Activity: Copy out each line below in which the string "wrapping" appears.

Saved data entries:
------------------------

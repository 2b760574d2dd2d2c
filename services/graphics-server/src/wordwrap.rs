/// Wordwrap stratgey
///
/// Strings are submitted to the Wordwrapper, and they are split into lines, and then into lexical words.
///
/// The rule for line splitting is simple: '\n' denotes a new line.
/// The rule for word splitting is done according to Rust's built-in "split_whitespace()" function.
///
/// Once split into words, each word is turned into a `TypesetWord` structure, which is a series of
/// GlyphSprites (e.g. references to bitmap font data), wrapped in a bounding box `bb` that denotes
/// exactly where it would be rendered in absolute coordinates on a canvas as defined by a `max` clipping
/// rectangle (which is the do-not-exceed area based on absolute screen coordinates) and a starting point
/// defined by a `bounds` record.
///
/// The exact GlyphSprite chosen is picked based on a hierarchy that starts with a hint based on
/// `xous::LANG`, then rules based on the `base_style: GlyphStyle` field, which allows for all the text within
/// a given string to be eg. small, regular, monospace, bold (mixing of different styles is not yet supported,
/// but could be in the future if we add some sort of markup parsing to the text stream).
///
/// The location of the GlyphSprites do a "Best effort" to fit the words within the `bounds` based on the
/// designated rule without word-wrapping. If a single word overflows one line width, it will be broken
/// into two words at the closest boundary that does not overflow the text box, otherwise, it will be moved
/// to a new line on its own (e.g. no hyphenation rules are applied).
///
/// If the overall string cannot fit within the absolute bounds defined by the `max` area and/or the `bounds`,
/// the rendering is halted, and ellipses are inserted at the end.

use crate::blitstr2::*;
use crate::style_macros::*;

/// A TypesetWord is a Word that has beet turned into sprites and placed at a specific location on the canvas,
/// defined by its `bb` record. The intention is that this abstract representation can be passed directly to
/// a rasterizer for rendering.
pub struct TypesetWord {
    pub gs: Vec::<GlyphSprite>,
    pub origin: Pt,
    pub width: usize,
    pub height: usize,
}
impl TypesetWord {
    pub fn new(origin: Pt) -> Self {
        TypesetWord {
            gs: Vec::<GlyphSprite>::new(),
            origin,
            width: 0,
            height: 0,
        }
    }
    pub fn one_glyph(origin: Pt, gs: GlyphSprite) -> Self {
        TypesetWord {
            gs: vec![gs],
            origin,
            width: gs.wide as usize,
            height: gs.high as usize,
        }
    }
    pub fn push(&mut self, gs: GlyphSprite) {
        self.width += gs.wide as usize;
        self.height = self.height.max(gs.high as usize);
    }
    /// offset has to take an explicit x/y set because Pt is defined as a usize, so we can't do negative offsets
    pub fn offset(&mut self, x: i16, y: i16) {
        let ox = self.origin.x as i16 + x;
        let oy = self.origin.y as i16 + y;
        self.origin.x = if ox > 0 { ox as usize } else { 0 };
        self.origin.y = if oy > 0 { oy as usize } else { 0 };
    }
}

use crate::api::TextBounds;
//use graphics_server::TextBounds;
/// The TypesetWords in this case are defined by a bounding box into which they can
/// be directly rendered.
///
/// All coordinates must be specified in terms of absolute screen coordinates.
/// The resulting `TypesetWord` vector is in absolute screen coordinates.
///
/// `border` defines the maximum space available for rending the growable types. It
/// must always be able to contain any elements specified with the `bounds` requirement
/// specified in TextBounds. If the border is smaller than the bounds requirement,
/// then unpredictable results will occur. There is (currently) no error checking for this condition.
///
/// Upon return, `border` is shrunk to the actual amount of space used by the renderer, if and only
/// if the `bounds` spec is not `BoundingBox`.
///
/// An artifact of this rendering is that all whitespace is stripped and replaced with
/// a single "space" character. Multiple whitespace will have to be a special case
/// down the road, probably the domain of a "mono" glyph style, where no word wrapping
/// is done, and just clipping.
pub fn fit_str_to_clip(
    s: &str,
    border: &mut ClipRect,
    bounds: &TextBounds,
    base_style: &GlyphStyle,
    cursor_state: &mut graphics_server::Cursor,
    overflow: &mut bool
) -> Vec::<TypesetWord> {
    *overflow = false;
    let space = style_glyph(' ', base_style);
    let ellipsis = find_glyph_latin_small('â€¦');

    // compute the renderable extent of the text region. This is the largest region allowed by the TextBounds specifier.
    // we'll shrink this down after we're done rendering
    let renderable = match *bounds {
        TextBounds::BoundingBox(r) => {
            ClipRect::new(r.tr().x as _, r.tr().y as _, r.bl().x as _, r.bl().y as _)
        }
        TextBounds::GrowableFromBr(br, width) => {
            let min_x = if br.x - (width as i16) < 0 { 0usize } else { (br.x - width as i16) as usize };
            let min_y = border.min.y;
            let max_x = br.x as usize;
            let max_y = br.y as usize;
            ClipRect::new(min_x as _, min_y as _, max_x as _, max_y as _)
        }
        TextBounds::GrowableFromTl(tl, width) => {
            let min_x = tl.x as usize;
            let min_y = tl.y;
            let max_x = if (tl.x + width as i16) as usize > border.max.x { border.max.x } else { (tl.x + width as i16) as usize };
            let max_y = border.max.y;
            ClipRect::new(min_x as _, min_y as _, max_x as _, max_y as _)
        }
        TextBounds::GrowableFromBl(bl, width) => {
            let min_x = bl.x as usize;
            let min_y = border.min.y as usize;
            let max_x = if (bl.x + width as i16) as usize > border.max.x { border.max.x } else {(bl.x + width as i16) as usize};
            let max_y = bl.y as usize;
            ClipRect::new(min_x as _, min_y as _, max_x as _, max_y as _)
        }
    };
    // now let's start rending from the "top left" of the renderable space.
    let mut words = Vec::<TypesetWord>::new();
    let mut cursor = Cursor::new(
        renderable.min.x + cursor_state.pt.x as usize,
        renderable.min.y + cursor_state.pt.y as usize,
        0 + cursor_state.line_height as usize
    ); // line_height tracks the tallest char so far
    let lines = s.split('\n');
    for line in lines {
        // for now, all white spaces are stripped and condensed into a single "space" character
        for word in line.split_whitespace() {
            // for each word, first compute the candidate's overall width and height
            // the origin point is 0,0, because we will translate it to the correct spot later
            let mut tsw = TypesetWord::new(Pt::new(0, 0));
            for ch in word.chars() {
                tsw.push(style_glyph(ch, base_style));
            }
            // there are five cases from here:
            // 1. The word fits in the remaining space on the line.
            // 2. The word doesn't fit in the remaining space on the line, but it could fit on a new line
            // 3. The word doesn't fit in the remaining space on the line, and there is no space for a new line (insert ellipses)
            // 4. The word can't fit in the width of a single line and must be broken up into two parts, and there's a new line
            // 5. The word can't fit in the width of a single line and there's no new lines avaliable to break it up (terminate with ellipses)
            if tsw.width >= renderable.max.x // word is longer than our renderable width
            {
                // case 4 and 5, word is longer than a line.
                // start by laying out characters until the line is "full", then, either wrap or ellipses depending upon new line state
                for gs in tsw.gs {
                    if cursor.pt.x + (gs.wide as usize) < renderable.max.x {
                        let before = cursor.pt.clone();
                        cursor.update_glyph(&gs);
                        words.push(TypesetWord::one_glyph(before, gs));
                    } else if tsw.height + cursor.pt.y + cursor.line_height < renderable.max.y { // there's a new line available for more chars
                        // put the cursor on the next line
                        cursor.pt.x = renderable.min.x;
                        cursor.pt.y += cursor.line_height;
                        cursor.line_height = 0;
                        // now push the next char
                        let before = cursor.pt.clone();
                        cursor.update_glyph(&gs);
                        words.push(TypesetWord::one_glyph(before, gs));
                    } else { // no more lines available, push an ellipsis and bail
                        *overflow = true;
                        words.push(TypesetWord::one_glyph(cursor.pt.clone(), ellipsis.clone()));
                        cursor.update_glyph(&ellipsis);
                        break
                    }
                }
                if *overflow { // abort further rendering if we hit an overflow condition
                    break;
                }
            } else if tsw.width + cursor.pt.x < renderable.max.x {
                // case 1, everything fits. Push the word into the rendering set, and add a space or newline to prep for the next word
                tsw.offset(cursor.pt.x as _, cursor.pt.y as _); // offset the rendering location of the word to the current cursor location
                cursor.update_word(&tsw); // move the cursor location based on the absolute width/height of the word
                words.push(tsw); // store the word
                // add a trailing space or new line
                let before = cursor.pt.clone();
                if cursor.space_or_newline(&space, renderable.max.x, renderable.min.x) {
                    words.push(TypesetWord::one_glyph(before, space.clone()));
                }
            } else if (tsw.width + cursor.pt.x >= renderable.max.x) // it's longer than our current line
            && (tsw.height + cursor.pt.y + cursor.line_height < renderable.max.y) // there's a new line available to hold the whole word
            && (tsw.width < renderable.max.x) // the whole word could fit on a new line
            { // case 2, put the word on a new line
                // put the cursor on a new line
                cursor.pt.x = renderable.min.x;
                cursor.pt.y += cursor.line_height;
                cursor.line_height = 0;
                // now push the word
                tsw.offset(cursor.pt.x as _, cursor.pt.y as _);
                cursor.update_word(&tsw);
                words.push(tsw);
                // add a trailing space or new line
                let before = cursor.pt.clone();
                if cursor.space_or_newline(&space, renderable.max.x, renderable.min.x) {
                    words.push(TypesetWord::one_glyph(before, space.clone()));
                }
            } else if (tsw.width + cursor.pt.x >= renderable.max.x) // it's longer than our current line
            && (tsw.height + cursor.pt.y + cursor.line_height >= renderable.max.y) // there's no lines available
            { // case 3, no more space for words
                *overflow = true;
                words.push(TypesetWord::one_glyph(cursor.pt.clone(), ellipsis.clone()));
                cursor.update_glyph(&ellipsis);
                break
            } else {
                // unhandled case, log the parameters so we can handle it
                log::error!("Unhandled case in word wrapper: new word width {} height {}, cursor {:?}, renderable {:?}", tsw.width, tsw.height, cursor, renderable);
            }
        }
        // don't render any more lines if we hit an overflow condition
        if *overflow {
            break;
        }
    }
    // now update the computed bounds, based on the final value of the cursor
    let actual_width = cursor.pt.x - renderable.min.x;
    let actual_height = (cursor.pt.y + cursor.line_height) - renderable.min.y;
    match &bounds {
        TextBounds::BoundingBox(_) => {
            // do nothing, this is a fixed box and we just fill it in from the top left.
        }
        TextBounds::GrowableFromBr(br, width) => {
            border.min.x = br.x as usize - actual_width;
            border.min.y = br.y as usize - actual_height;
            border.max.x = br.x as usize;
            border.max.y = br.y as usize;
        }
        TextBounds::GrowableFromTl(tl, width) => {
            border.min.x = tl.x as usize;
            border.min.y = tl.y as usize;
            border.max.x = tl.x as usize + actual_width;
            border.max.y = tl.y as usize + actual_height;
        }
        TextBounds::GrowableFromBl(bl, width) => {
            border.min.x = bl.x as usize;
            border.min.y = bl.y as usize - actual_height;
            border.max.x = bl.x as usize + actual_width;
            border.max.y = bl.y as usize;
        }
    }
    // update the cursor based on the final state
    cursor_state.pt.x = (cursor.pt.x - renderable.min.x) as i32;
    cursor_state.pt.y = (cursor.pt.y - renderable.min.y) as i32;

    words
}


/// Find glyph for char using latin regular, emoji, ja, zh, and kr font data
pub fn style_glyph(ch: char, base_style: &GlyphStyle) -> GlyphSprite {
    match xous::LANG {
        "zh" => {
            style_wrapper!(zh_rules, base_style, ch)
        }
        "jp" => {
            style_wrapper!(jp_rules, base_style, ch)
        }
        "kr" => {
            style_wrapper!(kr_rules, base_style, ch)
        }
        "en-audio" => {
            style_wrapper!(en_audio_rules, base_style, ch)
        }
        // default to English rules
        _ => {
            style_wrapper!(english_rules, base_style, ch)
        }
    }
}
use core::fmt::Write;
use std::sync::{Arc, Mutex};

use blitstr2::GlyphStyle;
use ux_api::minigfx::*;
use ux_api::service::api::Gid;
use ux_api::service::gfx::Gfx;
use ux_api::widgets::ScrollableList;
use xous::CID;

use crate::ItemLists;
use crate::VaultMode;

pub enum NavDir {
    Up,
    Down,
    PageUp,
    PageDown,
}

/// Centralizes tunable UI parameters for TOTP
struct TotpLayout {}
impl TotpLayout {
    pub fn totp_box() -> RoundedRectangle {
        RoundedRectangle::new(Rectangle::new(Point::new(0, 0), Point::new(127, 40)), 0)
    }

    /// Vertical margin for the font because the centering algorithm also aligns-top, and we want a little
    /// more verticale space for aesthetic reasons than the centering algorithm gives by default.
    pub fn totp_font_vmargin() -> Point { Point::new(0, 4) }

    pub fn totp_margin() -> Point { Point::new(10, 0) }

    pub fn totp_font() -> GlyphStyle { GlyphStyle::ExtraLarge }

    pub fn timer_box() -> Rectangle { Rectangle::new(Point::new(0, 40), Point::new(127, 50)) }

    pub fn list_box() -> Rectangle { Rectangle::new(Point::new(0, 50), Point::new(127, 127)) }

    pub fn list_font() -> GlyphStyle { GlyphStyle::Bold }
}

pub struct VaultUi {
    main_cid: CID,
    gfx: Gfx,
    totp_list: ScrollableList,
    item_lists: Arc<Mutex<ItemLists>>,

    /// totp redraw state
    totp_code: Option<String>,
    last_epoch: u64,
}

impl VaultUi {
    pub fn new(xns: &xous_names::XousNames, cid: xous::CID, item_lists: Arc<Mutex<ItemLists>>) -> Self {
        let mut totp_list = ScrollableList::default()
            .set_margin(TotpLayout::totp_margin())
            .pane_size(TotpLayout::list_box())
            .style(TotpLayout::list_font());
        for i in 0..6 {
            totp_list.add_item(0, &format!("example {}", i));
        }
        Self {
            main_cid: cid,
            gfx: Gfx::new(&xns).unwrap(),
            totp_list,
            item_lists,
            totp_code: None,
            last_epoch: crate::totp::get_current_unix_time().expect("couldn't get current time") / 30,
        }
    }

    /// Clear the entire screen.
    pub fn clear_area(&self) { self.gfx.clear().ok(); }

    /// Redraw the text view onto the screen.
    pub fn redraw_totp(&mut self) {
        self.gfx.clear().ok();

        // decorative box around code
        let mut totp_box = TotpLayout::totp_box();
        totp_box.border.style = DrawStyle::new(PixelColor::Dark, PixelColor::Light, 1);
        self.gfx.draw_rounded_rectangle(totp_box).ok();

        // the TOTP code
        let mut tv = TextView::new(
            Gid::dummy(),
            TextBounds::CenteredTop(
                TotpLayout::totp_box().border.translate_chain(TotpLayout::totp_font_vmargin()),
            ),
        );
        tv.invert = true;
        tv.margin = Point::new(0, 0);
        tv.style = TotpLayout::totp_font();
        tv.draw_border = false;

        match &self.totp_code {
            Some(code) => {
                write!(tv, "{}", code).ok();
            }
            _ => {
                write!(tv, "******").ok();
            }
        }
        self.gfx.draw_textview(&mut tv).expect("couldn't draw text");

        // list of codes to pick from
        self.totp_list.draw(TotpLayout::timer_box().br().y);

        // draw the timer element
        let mut timer_box = TotpLayout::timer_box();
        timer_box.style = DrawStyle::new(PixelColor::Dark, PixelColor::Light, 1);
        self.gfx.draw_rectangle(timer_box).ok();

        // draw the duration bar
        let current_time = std::time::SystemTime::now()
            .duration_since(std::time::SystemTime::UNIX_EPOCH)
            .map(|duration| duration.as_millis())
            .expect("couldn't get time as millis");

        // manage the epoch as well
        let epoch = (current_time / (30 * 1000)) as u64;
        if self.last_epoch != epoch {
            self.last_epoch = epoch;
            if !self.item_lists.lock().unwrap().is_db_empty(VaultMode::Totp) {
                match crate::totp::db_str_to_code(
                    &self.item_lists.lock().unwrap().selected_extra(VaultMode::Totp),
                ) {
                    Ok(s) => self.totp_code = Some(s),
                    _ => self.totp_code = None,
                }
            }
        }

        let mut timer_remaining = TotpLayout::timer_box();
        let delta = (current_time - (self.last_epoch as u128 * 30 * 1000)) as isize;
        let width = timer_remaining.width() as isize;
        let delta_width = (delta * width * 128) / (30 * 128 * 1000);
        timer_remaining.br = Point::new(width - delta_width, timer_remaining.br().y);
        timer_remaining.style = DrawStyle::new(PixelColor::Light, PixelColor::Light, 1);
        self.gfx.draw_rectangle(timer_remaining).ok();

        self.gfx.flush().ok();
    }
}
// SPDX-FileCopyrightText: 2020 Sean Cross <sean@xobs.io>
// SPDX-FileCopyrightText: 2022 Foundation Devices, Inc. <hello@foundationdevices.com>
// SPDX-FileCopyrightText: 2024 bunnie <bunnie@kosagi.com>
// SPDX-License-Identifier: Apache-2.0

// FIXME(static_mut_refs): Do not allow `static_mut_refs` lint
#![allow(static_mut_refs)]

#[cfg(feature = "cramium-soc")]
use utralib::generated::*;
#[cfg(feature = "cramium-soc")]
use xous_kernel::{MemoryFlags, MemoryType};

#[cfg(feature = "cramium-fpga")]
use crate::io::{SerialRead, SerialWrite};
#[cfg(feature = "cramium-soc")]
use crate::{
    PID,
    debug::shell::process_characters,
    io::{SerialRead, SerialWrite},
    mem::MemoryManager,
};

/// UART virtual address.
///
/// See https://github.com/betrusted-io/xous-core/blob/master/docs/memory.md
#[cfg(feature = "cramium-soc")]
pub const UART_ADDR: usize = 0xffcf_0000;
#[cfg(feature = "cramium-soc")]
pub const IRQ0_ADDR: usize = UART_ADDR + 0x1000;

/// UART instance.
///
/// Initialized by [`init`].
#[cfg(feature = "cramium-soc")]
pub static mut UART: Option<Uart> = None;

/// All dummy stubs for cramium-fpga because we want the console to have the DUART
#[cfg(feature = "cramium-fpga")]
pub fn init() {}

#[cfg(feature = "cramium-fpga")]
pub struct Uart {}

#[cfg(feature = "cramium-fpga")]
#[allow(dead_code)]
impl Uart {
    pub fn new(_addr: usize, _irq_addr: usize, _callback: fn(&mut Self)) -> Uart { Uart {} }

    pub fn init(&mut self) {}
}

#[cfg(feature = "cramium-fpga")]
impl SerialWrite for Uart {
    fn putc(&mut self, _c: u8) {}
}

#[cfg(feature = "cramium-fpga")]
impl SerialRead for Uart {
    fn getc(&mut self) -> Option<u8> { None }
}

#[cfg(feature = "cramium-soc")]
pub fn init() {
    // Map the UART peripheral.
    MemoryManager::with_mut(|memory_manager| {
        memory_manager
            .map_range(
                utra::duart::HW_DUART_BASE as *mut u8,
                (UART_ADDR & !4095) as *mut u8,
                4096,
                PID::new(1).unwrap(),
                MemoryFlags::R | MemoryFlags::W,
                MemoryType::Default,
            )
            .expect("unable to map serial port")
    });
    let mut uart = Uart::new(UART_ADDR, IRQ0_ADDR, process_characters);
    uart.init();
    unsafe {
        UART = Some(uart);
        crate::debug::shell::init((&mut *(&raw mut UART)).as_mut().unwrap());
    }
}

#[cfg(feature = "cramium-soc")]
pub struct Uart {
    uart_csr: CSR<u32>,
}

#[cfg(feature = "cramium-soc")]
impl Uart {
    pub fn new(addr: usize, _irq_addr: usize, _callback: fn(&mut Self)) -> Uart {
        Uart { uart_csr: CSR::new(addr as *mut u32) }
    }

    pub fn init(&mut self) {
        // duart requires no special initializations
    }
}

#[cfg(feature = "cramium-soc")]
impl SerialWrite for Uart {
    fn putc(&mut self, c: u8) {
        while self.uart_csr.r(utra::duart::SFR_SR) != 0 {}
        self.uart_csr.wo(utra::duart::SFR_TXD, c as u32);
    }
}

#[cfg(feature = "cramium-soc")]
impl SerialRead for Uart {
    fn getc(&mut self) -> Option<u8> { None }
}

------------------------

Result of this exercise:
/// designated rule without word-wrapping. If a single word overflows one line width, it will be broken
/// down the road, probably the domain of a "mono" glyph style, where no word wrapping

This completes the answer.